Learned how to read a clock
This is ridiculous but for me its a bit of a triumph.
Im 29 and just this week I learned how to read a 12 hour clock.
When I was a kid and in school we were being taught how to tell the time, the teacher was very critical and would go crazy over any little mistake and make us all feel really stupid - she hated kids and shouldnt have been a teacher.
Whatever way she taught us how to read the clock it didnt make sense to me, she had no patience so im sure this was a factor.
To add to this my mother was very critical, any little mistake I made was made into a big deal and she would constantly call me stupid. When she tried teaching me how to tell time and I didnt get it straight away she would get very angry. Both of my parents would call me a duns and once made me a paper hat with a big D written on it, my mother told me every day that I was going to end up in the special needs school where she worked because I was so stupid, she would be so ashamed that she'll have to leave her job so she'll have to sell the house because she wont be able to afford the mortgage and I will have ruined her life because of my stupidity - I excelled in English and all my other subjects, I just didn't like math so for this I was severely punished.
My parents would put me on the spot and ask me math questions knowing it made me nervous, they would then make fun of me when I didnt get the answer straight away, tell me I was stupid, no good, and should be in special needs.

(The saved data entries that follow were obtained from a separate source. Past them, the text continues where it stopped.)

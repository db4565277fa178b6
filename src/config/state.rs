// Application state module
// Composition root shared by every connection task

use std::sync::atomic::AtomicUsize;
use std::sync::Arc;

use config::ConfigError;

use super::types::Config;
use crate::handler::{AssetCache, Pipeline};

/// Application state
pub struct AppState {
    pub config: Arc<Config>,
    pub assets: Arc<AssetCache>,
    pub pipeline: Pipeline,
    pub active_connections: AtomicUsize,
}

impl AppState {
    /// Preload the critical assets and compose the request pipeline
    pub fn new(config: Config) -> Result<Self, ConfigError> {
        let config = Arc::new(config);
        let assets = Arc::new(AssetCache::for_config(&config));
        let pipeline = Pipeline::new(Arc::clone(&config), Arc::clone(&assets))?;

        Ok(Self {
            config,
            assets,
            pipeline,
            active_connections: AtomicUsize::new(0),
        })
    }
}
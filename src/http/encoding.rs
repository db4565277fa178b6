//! Content-Encoding negotiation and body compression
//!
//! Brotli is preferred over gzip. Encoders are finalised before their output
//! is returned so every body carries a complete trailer.

use std::io::{self, Write};

use flate2::write::GzEncoder;
use flate2::Compression;

use crate::config::CompressionConfig;

/// Brotli sliding window (log2 of bytes)
const BROTLI_LGWIN: u32 = 22;
const BROTLI_BUFFER_SIZE: usize = 4096;

#[derive(Debug, Clone, Copy, PartialEq, Eq)]
pub enum ContentEncoding {
    Brotli,
    Gzip,
    Identity,
}

impl ContentEncoding {
    /// Pick an encoding from an `Accept-Encoding` header value.
    ///
    /// Tokens are compared case-insensitively; a token explicitly refused
    /// with `q=0` is not chosen.
    pub fn negotiate(accept_encoding: Option<&str>) -> Self {
        let Some(header) = accept_encoding else {
            return Self::Identity;
        };

        let accepted: Vec<String> = header
            .split(',')
            .filter_map(|item| {
                let mut parts = item.split(';');
                let token = parts.next()?.trim().to_ascii_lowercase();
                let refused = parts.any(|param| {
                    param
                        .trim()
                        .strip_prefix("q=")
                        .and_then(|q| q.trim().parse::<f32>().ok())
                        .is_some_and(|q| q <= 0.0)
                });
                (!token.is_empty() && !refused).then_some(token)
            })
            .collect();

        if accepted.iter().any(|t| t == "br") {
            Self::Brotli
        } else if accepted.iter().any(|t| t == "gzip") {
            Self::Gzip
        } else {
            Self::Identity
        }
    }

    /// `Content-Encoding` header value, `None` for identity
    pub const fn header_value(self) -> Option<&'static str> {
        match self {
            Self::Brotli => Some("br"),
            Self::Gzip => Some("gzip"),
            Self::Identity => None,
        }
    }

    /// Compress `data`; identity returns a copy
    pub fn encode(self, data: &[u8], config: &CompressionConfig) -> io::Result<Vec<u8>> {
        match self {
            Self::Brotli => {
                let mut writer = brotli::CompressorWriter::new(
                    Vec::new(),
                    BROTLI_BUFFER_SIZE,
                    config.brotli_quality.min(11),
                    BROTLI_LGWIN,
                );
                writer.write_all(data)?;
                // into_inner finishes the stream
                Ok(writer.into_inner())
            }
            Self::Gzip => {
                let mut encoder =
                    GzEncoder::new(Vec::new(), Compression::new(config.gzip_level.min(9)));
                encoder.write_all(data)?;
                encoder.finish()
            }
            Self::Identity => Ok(data.to_vec()),
        }
    }
}
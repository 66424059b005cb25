//! Reviewrepair Pipeline - Repair, normalize and validate reviewer records.
//!
//! Takes near-JSON text produced for a review form, repairs it into JSON,
//! normalizes sentinels, promotes labelled narrative sections into fields
//! and validates the result against a Draft-07 schema.
//!
//! # Example
//!
//! ```
//! use reviewrepair_pipeline::{HeuristicRepairer, RecordPipeline, SchemaValidator};
//!
//! let validator = SchemaValidator::default_schema().unwrap();
//! let repairer = HeuristicRepairer;
//! let pipeline = RecordPipeline::new(&repairer, &validator);
//!
//! let record = pipeline
//!     .process(r#"{'reviewer': 'R3', 'answer': 'NONE', 'answer_index': -1,
//!                  'explanation': 'Because. Notes: fine',}"#)
//!     .unwrap();
//! assert!(record.is_valid());
//! assert_eq!(record.record["overall_notes"], "fine");
//! ```
//!
//! # Architecture
//!
//! - [`config`]: Constants and environment-driven settings
//! - [`error`]: Error types and Result alias
//! - [`repair`]: Repair collaborator and the heuristic repairer
//! - [`schema`]: Schema loading and violation reporting
//! - [`batch`]: Splitting a paste buffer into reviewer segments
//! - [`record`]: The per-record pipeline
//! - [`report`]: Pretty, wrapped and JSON rendering
//! - [`cli`]: Command-line interface

pub mod batch;
pub mod cli;
pub mod config;
pub mod error;
pub mod record;
pub mod repair;
pub mod report;
pub mod schema;

// Re-export commonly used items
pub use config::ReviewConfig;
pub use error::{PipelineError, Result};
pub use record::{BatchReport, ProcessedRecord, RecordOutcome, RecordPipeline, RepairedRecord};
pub use repair::{HeuristicRepairer, Repairer};
pub use schema::{LoadedSchema, PathSegment, SchemaValidator, Violation};
//! Configuration constants and runtime settings for the pipeline.

use std::path::PathBuf;

/// Maximum number of `reviewer` segments processed from one batch.
pub const MAX_SEGMENTS: usize = 4;

/// Default number of words per line in wrapped output.
pub const DEFAULT_WRAP_WORDS: usize = 24;

/// Smallest allowed wrap width (words per line).
pub const MIN_WRAP_WORDS: usize = 20;

/// Largest allowed wrap width (words per line).
pub const MAX_WRAP_WORDS: usize = 80;

/// Token on its own line that starts a new batch segment.
pub const SEGMENT_MARKER: &str = "reviewer";

/// Path rendered for violations at the document root.
pub const ROOT_PATH: &str = "<root>";

/// Runtime settings for a pipeline run.
#[derive(Debug, Clone, PartialEq, Eq)]
pub struct ReviewConfig {
    pub wrap_words: usize,
    pub max_segments: usize,
    pub schema_path: Option<PathBuf>,
}

impl Default for ReviewConfig {
    fn default() -> Self {
        Self {
            wrap_words: DEFAULT_WRAP_WORDS,
            max_segments: MAX_SEGMENTS,
            schema_path: None,
        }
    }
}

impl ReviewConfig {
    /// Load settings from environment variables.
    ///
    /// `REVIEWREPAIR_WRAP_WORDS`, `REVIEWREPAIR_MAX_SEGMENTS` and
    /// `REVIEWREPAIR_SCHEMA`; unset or unparsable values keep the defaults.
    pub fn from_env() -> Self {
        let defaults = Self::default();

        let wrap_words = std::env::var("REVIEWREPAIR_WRAP_WORDS")
            .ok()
            .and_then(|v| v.parse().ok())
            .map_or(defaults.wrap_words, clamp_wrap_words);

        let max_segments = std::env::var("REVIEWREPAIR_MAX_SEGMENTS")
            .ok()
            .and_then(|v| v.parse::<usize>().ok())
            .filter(|n| (1..=MAX_SEGMENTS).contains(n))
            .unwrap_or(defaults.max_segments);

        let schema_path = std::env::var_os("REVIEWREPAIR_SCHEMA").map(PathBuf::from);

        Self {
            wrap_words,
            max_segments,
            schema_path,
        }
    }

    /// Create a config builder starting from the defaults.
    pub fn builder() -> ReviewConfigBuilder {
        ReviewConfigBuilder {
            config: Self::default(),
        }
    }
}

/// Builder for constructing `ReviewConfig` in tests and from CLI flags.
pub struct ReviewConfigBuilder {
    config: ReviewConfig,
}

impl ReviewConfigBuilder {
    /// Start from an existing config (e.g. one loaded from the environment).
    pub fn from_config(config: ReviewConfig) -> Self {
        Self { config }
    }

    pub fn wrap_words(mut self, words: usize) -> Self {
        self.config.wrap_words = clamp_wrap_words(words);
        self
    }

    pub fn max_segments(mut self, segments: usize) -> Self {
        self.config.max_segments = segments.clamp(1, MAX_SEGMENTS);
        self
    }

    pub fn schema_path(mut self, path: impl Into<PathBuf>) -> Self {
        self.config.schema_path = Some(path.into());
        self
    }

    pub fn build(self) -> ReviewConfig {
        self.config
    }
}

/// Clamp a wrap width into the allowed range.
pub fn clamp_wrap_words(words: usize) -> usize {
    words.clamp(MIN_WRAP_WORDS, MAX_WRAP_WORDS)
}
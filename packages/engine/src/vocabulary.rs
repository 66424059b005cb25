//! Label vocabulary: the ordered table of recognized section labels.
//!
//! Each entry pairs a phrase (e.g. "distinct answers explanation") with the
//! canonical field its value is promoted into. Phrases match
//! case-insensitively and tolerate any run of whitespace, underscores or
//! hyphens between words, so "Distinct_answers-explanation" is the same label.
//!
//! The table is an ordered `Vec`, never a map: declaration order is the
//! tie-break when two phrases match at the same position.

use regex::Regex;
use std::sync::LazyLock;

use crate::config::DEFAULT_LABELS;
use crate::error::{EngineError, Result};

/// Separator tolerated between the words of a label.
const WORD_SEPARATOR: &str = r"[\s_-]+";

/// Standard vocabulary, built once from [`DEFAULT_LABELS`].
#[allow(clippy::expect_used)] // Built from static phrases that are guaranteed to be valid
static STANDARD: LazyLock<LabelVocabulary> = LazyLock::new(|| {
    LabelVocabulary::new(DEFAULT_LABELS.iter().copied()).expect("valid default labels")
});

/// Build the (unanchored) pattern body for a phrase.
fn phrase_pattern(phrase: &str) -> Result<String> {
    let words: Vec<String> = phrase.split_whitespace().map(regex::escape).collect();
    if words.is_empty() {
        return Err(EngineError::InvalidLabel {
            phrase: phrase.to_string(),
            reason: "phrase has no words".to_string(),
        });
    }
    Ok(words.join(WORD_SEPARATOR))
}

/// A single label: phrase and the canonical field it promotes into.
#[derive(Debug, Clone, PartialEq, Eq)]
pub struct LabelEntry {
    phrase: String,
    field: String,
}

impl LabelEntry {
    /// Create a label entry.
    pub fn new(phrase: impl Into<String>, field: impl Into<String>) -> Result<Self> {
        let phrase = phrase.into();
        let field = field.into();
        if field.trim().is_empty() {
            return Err(EngineError::InvalidLabel {
                phrase,
                reason: "canonical field is empty".to_string(),
            });
        }
        phrase_pattern(&phrase)?;
        Ok(Self { phrase, field })
    }

    /// The phrase as declared.
    #[must_use]
    pub fn phrase(&self) -> &str {
        &self.phrase
    }

    /// The canonical field this label promotes into.
    #[must_use]
    pub fn field(&self) -> &str {
        &self.field
    }
}

/// Ordered, immutable label table plus the scanner compiled from it.
#[derive(Debug, Clone)]
pub struct LabelVocabulary {
    entries: Vec<LabelEntry>,
    scanner: Regex,
}

impl LabelVocabulary {
    /// Build a vocabulary from `(phrase, canonical field)` pairs, in order.
    ///
    /// The scanner is one alternation with a capture group per entry, in
    /// declaration order. Alternation is leftmost-first, so at a given
    /// position the earliest-declared phrase that matches wins.
    pub fn new<P, F>(labels: impl IntoIterator<Item = (P, F)>) -> Result<Self>
    where
        P: Into<String>,
        F: Into<String>,
    {
        let entries = labels
            .into_iter()
            .map(|(phrase, field)| LabelEntry::new(phrase, field))
            .collect::<Result<Vec<_>>>()?;
        if entries.is_empty() {
            return Err(EngineError::EmptyVocabulary);
        }

        let groups = entries
            .iter()
            .map(|entry| phrase_pattern(entry.phrase()).map(|body| format!("({body})")))
            .collect::<Result<Vec<_>>>()?;
        // `\b` before a word character is "start of text or non-word character".
        let source = format!(r"(?i)\b(?:{})\s*:\s*", groups.join("|"));
        let scanner = Regex::new(&source).map_err(|e| EngineError::InvalidLabel {
            phrase: entries
                .iter()
                .map(LabelEntry::phrase)
                .collect::<Vec<_>>()
                .join(", "),
            reason: e.to_string(),
        })?;

        Ok(Self { entries, scanner })
    }

    /// The process-wide standard vocabulary.
    #[must_use]
    pub fn standard() -> &'static LabelVocabulary {
        &STANDARD
    }

    /// All entries in declaration order.
    #[must_use]
    pub fn entries(&self) -> &[LabelEntry] {
        &self.entries
    }

    /// Distinct canonical fields, in first-declared order.
    #[must_use]
    pub fn fields(&self) -> Vec<&str> {
        let mut fields: Vec<&str> = Vec::new();
        for entry in &self.entries {
            if !fields.contains(&entry.field()) {
                fields.push(entry.field());
            }
        }
        fields
    }

    pub(crate) fn scanner(&self) -> &Regex {
        &self.scanner
    }
}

The criticism must have really effected me as my whole life I avoided clocks and anything to do with maths, I had a fear of numbers. Any time I looked at a 12 hour clock it would bring back feelings of inadequacy and I would feel stupid so I never attempted to learn how to tell time. I could work out addition, subtraction, multiplication and percentages in my head with accuracy but if someone asked me a maths question I would freeze and avoid the question.
Im now a teacher, im trained to teach Art and English to second second level teenagers and adult education.
Last week I was offered a subbing position in a Primary kid school as theyre desperately in need of teachers, I took it and on the first day I was told I have to teach the kids how to tell the time. I had a gut reaction to this and was filled with anxiety, I was convinced I was going to look stupid and everyone will see what an idiot I am but I had no choice but to teach the class.
I had a little bit time to prepare before the class started so I had to look at a clock and teach myself how to tell time but in under 20 seconds I was able to read the clock with no problems. I can tell time, all these years I avoided clocks and thought I couldn't read them and thought that im too stupid.. when in fact I always could.
I also had to teach weight which I easily explained to the class, unaware that I had known how to do this my whole life and never realised how easy it actually all is.
I know how stupid this sounds - I sound so stupid but I think its kind of interesting and shows the effects that criticism can have on some people and makes me wonder what else im capable of that ive always believed I couldnt do.